Review: Dragon Quest VIII 245

Most modern single-player RPGs have changed quite a bit since the early days of the NES. Real-time combat and epic story arcs have allowed the traditionally hardcore RPG market to draw in new fans who may not otherwise want to invest 100+ hours on a single title. Square Enix, the company that founded the genre, spits in the eye of progress with Dragon Quest VIII. This traditional dungeon delve has an old-school heart with a beautiful current-generation exterior. Read on for my impressions of the latest chapter in the mind-numbingly popular Dragon Quest series.
  • Title: Dragon Quest VIII
  • Developer: Level 5
  • Publisher: Square Enix
  • System:PS2
  • Score:9/10

Admittedly, your mind is only likely numb if you live in Japan. The U.S. first saw the series on the Nintendo Entertainment System as Dragon Warrior, and some of the most hardcore elements were dumbed down for our squishy American palates. Since those heady early days Dragon Quest has been largely absent from our shores. Dragon Quest VIII allows us to once again experience what can only be described as a Japanese cultural phenomenon.

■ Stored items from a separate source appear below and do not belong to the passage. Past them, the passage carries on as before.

use crate::error::{Span, YailError};
use crate::evaluator::Evaluator;
use crate::object::Object;
use crate::parser::parse;

/// Runs a whole source file, printing diagnostics to stderr.
///
/// Returns `false` when the source has syntax errors or evaluates to an error.
pub fn run(source: &str, filename: Option<&str>) -> bool {
    let (program, errors) = parse(source);
    if !errors.is_empty() {
        for error in &errors {
            error.report(source, filename);
        }
        return false;
    }

    let mut evaluator = Evaluator::new();
    let result = evaluator.eval_program(&program);
    match result.as_ref() {
        Object::Error(message) => {
            // Runtime errors carry no position, so the label covers the whole file
            let error = YailError::runtime(Span::new(0, source.len()), message.as_str());
            error.report(source, filename);
            false
        }
        Object::Null => true,
        _ => {
            println!("{}", result.display());
            true
        }
    }
}
//! AST produced by the parser.
//!
//! Every composite node owns its children, the tree is never shared or mutated
//! after parsing. `Display` renders the canonical form used by diagnostics and
//! tests: infix and prefix expressions are fully parenthesized and every
//! statement ends in `;`.

use crate::token::TokenType;
use std::fmt;

#[derive(Debug, Clone, Default, PartialEq)]
pub struct Program {
    pub statements: Vec<Statement>,
}

impl Program {
    pub fn token_literal(&self) -> String {
        self.statements
            .first()
            .map(Statement::token_literal)
            .unwrap_or_default()
    }
}

/// Whether a binding may later be reassigned.
#[derive(Debug, Clone, Copy, PartialEq, Eq)]
pub enum Mutability {
    /// Declared with `var`.
    Mutable,
    /// Declared with `val`.
    Immutable,
}

impl Mutability {
    pub fn keyword(&self) -> &'static str {
        match self {
            Mutability::Mutable => "var",
            Mutability::Immutable => "val",
        }
    }

    pub fn is_mutable(self) -> bool {
        matches!(self, Mutability::Mutable)
    }
}

#[derive(Debug, Clone, PartialEq)]
pub enum Statement {
    Binding {
        mutability: Mutability,
        name: Identifier,
        value: Expression,
    },
    Reassignment {
        name: Identifier,
        value: Expression,
    },
    Return {
        value: Expression,
    },
    Expression(Expression),
    Block(BlockStatement),
}

impl Statement {
    /// Builds a binding from the keyword token that introduced it.
    ///
    /// # Panics
    ///
    /// Panics when `keyword` is not `var` or `val`; the parser only calls this
    /// after matching one of them.
    pub fn binding(keyword: TokenType, name: Identifier, value: Expression) -> Self {
        let mutability = match keyword {
            TokenType::Var => Mutability::Mutable,
            TokenType::Val => Mutability::Immutable,
            other => panic!("binding statement requires 'var' or 'val', got '{}'", other),
        };
        Statement::Binding {
            mutability,
            name,
            value,
        }
    }

    pub fn token_literal(&self) -> String {
        match self {
            Statement::Binding { mutability, .. } => mutability.keyword().to_string(),
            Statement::Reassignment { name, .. } => name.name.clone(),
            Statement::Return { .. } => TokenType::Return.as_str().to_string(),
            Statement::Expression(expr) => expr.token_literal(),
            Statement::Block(_) => TokenType::LeftBrace.as_str().to_string(),
        }
    }
}

#[derive(Debug, Clone, Default, PartialEq)]
pub struct BlockStatement {
    pub statements: Vec<Statement>,
}

impl BlockStatement {
    pub fn new(statements: Vec<Statement>) -> Self {
        Self { statements }
    }
}

#[derive(Debug, Clone, PartialEq, Eq, Hash)]
pub struct Identifier {
    pub name: String,
}

impl Identifier {
    pub fn new(name: impl Into<String>) -> Self {
        Self { name: name.into() }
    }
}

#[derive(Debug, Clone, PartialEq)]
pub enum Expression {
    Identifier(Identifier),
    Integer(i64),
    String(String),
    Boolean(bool),
    Null,
    Prefix {
        operator: PrefixOperator,
        operand: Box<Expression>,
    },
    Infix {
        left: Box<Expression>,
        operator: InfixOperator,
        right: Box<Expression>,
    },
    If {
        condition: Box<Expression>,
        consequence: BlockStatement,
        alternative: Option<BlockStatement>,
    },
    Function {
        parameters: Vec<Identifier>,
        body: BlockStatement,
    },
    Call {
        callee: Box<Expression>,
        arguments: Vec<Expression>,
    },
    Array(Vec<Expression>),
    /// Key/value pairs in source order.
    Hash(Vec<(Expression, Expression)>),
    Index {
        collection: Box<Expression>,
        index: Box<Expression>,
    },
}

impl Expression {
    pub fn token_literal(&self) -> String {
        match self {
            Expression::Identifier(identifier) => identifier.name.clone(),
            Expression::Integer(value) => value.to_string(),
            Expression::String(value) => value.clone(),
            Expression::Boolean(value) => value.to_string(),
            Expression::Null => TokenType::Null.as_str().to_string(),
            Expression::Prefix { operator, .. } => operator.to_string(),
            Expression::Infix { operator, .. } => operator.to_string(),
            Expression::If { .. } => TokenType::If.as_str().to_string(),
            Expression::Function { .. } => TokenType::Func.as_str().to_string(),
            Expression::Call { .. } => TokenType::LeftParen.as_str().to_string(),
            Expression::Array(_) | Expression::Index { .. } => {
                TokenType::LeftBracket.as_str().to_string()
            }
            Expression::Hash(_) => TokenType::LeftBrace.as_str().to_string(),
        }
    }
}

#[derive(Debug, Clone, Copy, PartialEq, Eq)]
pub enum PrefixOperator {
    Not,
    Negate,
}

#[derive(Debug, Clone, Copy, PartialEq, Eq)]
pub enum InfixOperator {
    Add,
    Subtract,
    Multiply,
    Divide,
    Modulo,
    Less,
    Greater,
    Equal,
    NotEqual,
    LessEqual,
    GreaterEqual,
}

impl InfixOperator {
    pub fn from_token(token_type: TokenType) -> Option<Self> {
        match token_type {
            TokenType::Plus => Some(InfixOperator::Add),
            TokenType::Minus => Some(InfixOperator::Subtract),
            TokenType::Star => Some(InfixOperator::Multiply),
            TokenType::Slash => Some(InfixOperator::Divide),
            TokenType::Percent => Some(InfixOperator::Modulo),
            TokenType::Less => Some(InfixOperator::Less),
            TokenType::Greater => Some(InfixOperator::Greater),
            TokenType::EqualEqual => Some(InfixOperator::Equal),
            TokenType::BangEqual => Some(InfixOperator::NotEqual),
            TokenType::LessEqual => Some(InfixOperator::LessEqual),
            TokenType::GreaterEqual => Some(InfixOperator::GreaterEqual),
            _ => None,
        }
    }
}

impl fmt::Display for PrefixOperator {
    fn fmt(&self, f: &mut fmt::Formatter) -> fmt::Result {
        match self {
            PrefixOperator::Not => write!(f, "!"),
            PrefixOperator::Negate => write!(f, "-"),
        }
    }
}

impl fmt::Display for InfixOperator {
    fn fmt(&self, f: &mut fmt::Formatter) -> fmt::Result {
        let symbol = match self {
            InfixOperator::Add => "+",
            InfixOperator::Subtract => "-",
            InfixOperator::Multiply => "*",
            InfixOperator::Divide => "/",
            InfixOperator::Modulo => "%",
            InfixOperator::Less => "<",
            InfixOperator::Greater => ">",
            InfixOperator::Equal => "==",
            InfixOperator::NotEqual => "!=",
            InfixOperator::LessEqual => "<=",
            InfixOperator::GreaterEqual => ">=",
        };
        write!(f, "{}", symbol)
    }
}

impl fmt::Display for Program {
    fn fmt(&self, f: &mut fmt::Formatter) -> fmt::Result {
        write_joined(f, &self.statements, " ")
    }
}

impl fmt::Display for Statement {
    fn fmt(&self, f: &mut fmt::Formatter) -> fmt::Result {
        match self {
            Statement::Binding {
                mutability,
                name,
                value,
            } => write!(f, "{} {} = {};", mutability.keyword(), name, value),
            Statement::Reassignment { name, value } => write!(f, "{} = {};", name, value),
            Statement::Return { value } => write!(f, "return {};", value),
            Statement::Expression(expr) => write!(f, "{};", expr),
            Statement::Block(block) => write!(f, "{}", block),
        }
    }
}

impl fmt::Display for BlockStatement {
    fn fmt(&self, f: &mut fmt::Formatter) -> fmt::Result {
        if self.statements.is_empty() {
            return write!(f, "{{ }}");
        }
        write!(f, "{{ ")?;
        write_joined(f, &self.statements, " ")?;
        write!(f, " }}")
    }
}

impl fmt::Display for Identifier {
    fn fmt(&self, f: &mut fmt::Formatter) -> fmt::Result {
        write!(f, "{}", self.name)
    }
}

impl fmt::Display for Expression {
    fn fmt(&self, f: &mut fmt::Formatter) -> fmt::Result {
        match self {
            Expression::Identifier(identifier) => write!(f, "{}", identifier),
            Expression::Integer(value) => write!(f, "{}", value),
            Expression::String(value) => write!(f, "\"{}\"", value),
            Expression::Boolean(value) => write!(f, "{}", value),
            Expression::Null => write!(f, "null"),
            Expression::Prefix { operator, operand } => write!(f, "({}{})", operator, operand),
            Expression::Infix {
                left,
                operator,
                right,
            } => write!(f, "({} {} {})", left, operator, right),
            Expression::If {
                condition,
                consequence,
                alternative,
            } => {
                write!(f, "if ({}) {}", condition, consequence)?;
                if let Some(alternative) = alternative {
                    write!(f, " else {}", alternative)?;
                }
                Ok(())
            }
            Expression::Function { parameters, body } => {
                write!(f, "func(")?;
                write_joined(f, parameters, ", ")?;
                write!(f, ") {}", body)
            }
            Expression::Call { callee, arguments } => {
                write!(f, "{}(", callee)?;
                write_joined(f, arguments, ", ")?;
                write!(f, ")")
            }
            Expression::Array(elements) => {
                write!(f, "[")?;
                write_joined(f, elements, ", ")?;
                write!(f, "]")
            }
            Expression::Hash(pairs) => {
                write!(f, "{{")?;
                for (i, (key, value)) in pairs.iter().enumerate() {
                    if i > 0 {
                        write!(f, ", ")?;
                    }
                    write!(f, "{}:{}", key, value)?;
                }
                write!(f, "}}")
            }
            Expression::Index { collection, index } => write!(f, "({}[{}])", collection, index),
        }
    }
}

fn write_joined<T: fmt::Display>(
    f: &mut fmt::Formatter,
    items: &[T],
    separator: &str,
) -> fmt::Result {
    for (i, item) in items.iter().enumerate() {
        if i > 0 {
            write!(f, "{}", separator)?;
        }
        write!(f, "{}", item)?;
    }
    Ok(())
}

Dragon Quest's focus is on entertaining and enjoyable gameplay, and so for the most part the game's plot can be forgiven for being fairly weak. The game's subtitle, "Journey of the Cursed King", is almost everything you need to know to understand what's going on. You, an unnamed heroic adventurer, are on the hunt for a power-hungry sorcerer. The spellcaster has stolen a potent magical artifact, and pair of royals present when the artifact was stolen are turned into a frog-demon thing and a horse. They hook up with you and your buddy Yangus (a burly fighter-type), in hopes of finding the spellcaster and reversing the magical effect that imprisons them. Along the way you encounter some typical RPG stereotypes (like the scantily clad mage Jessica), but for the most part that's the hook that drives the story. While this doesn't sound like much to go on, the NPC characterizations are so well-written and over-the-top that it's hard not to like them.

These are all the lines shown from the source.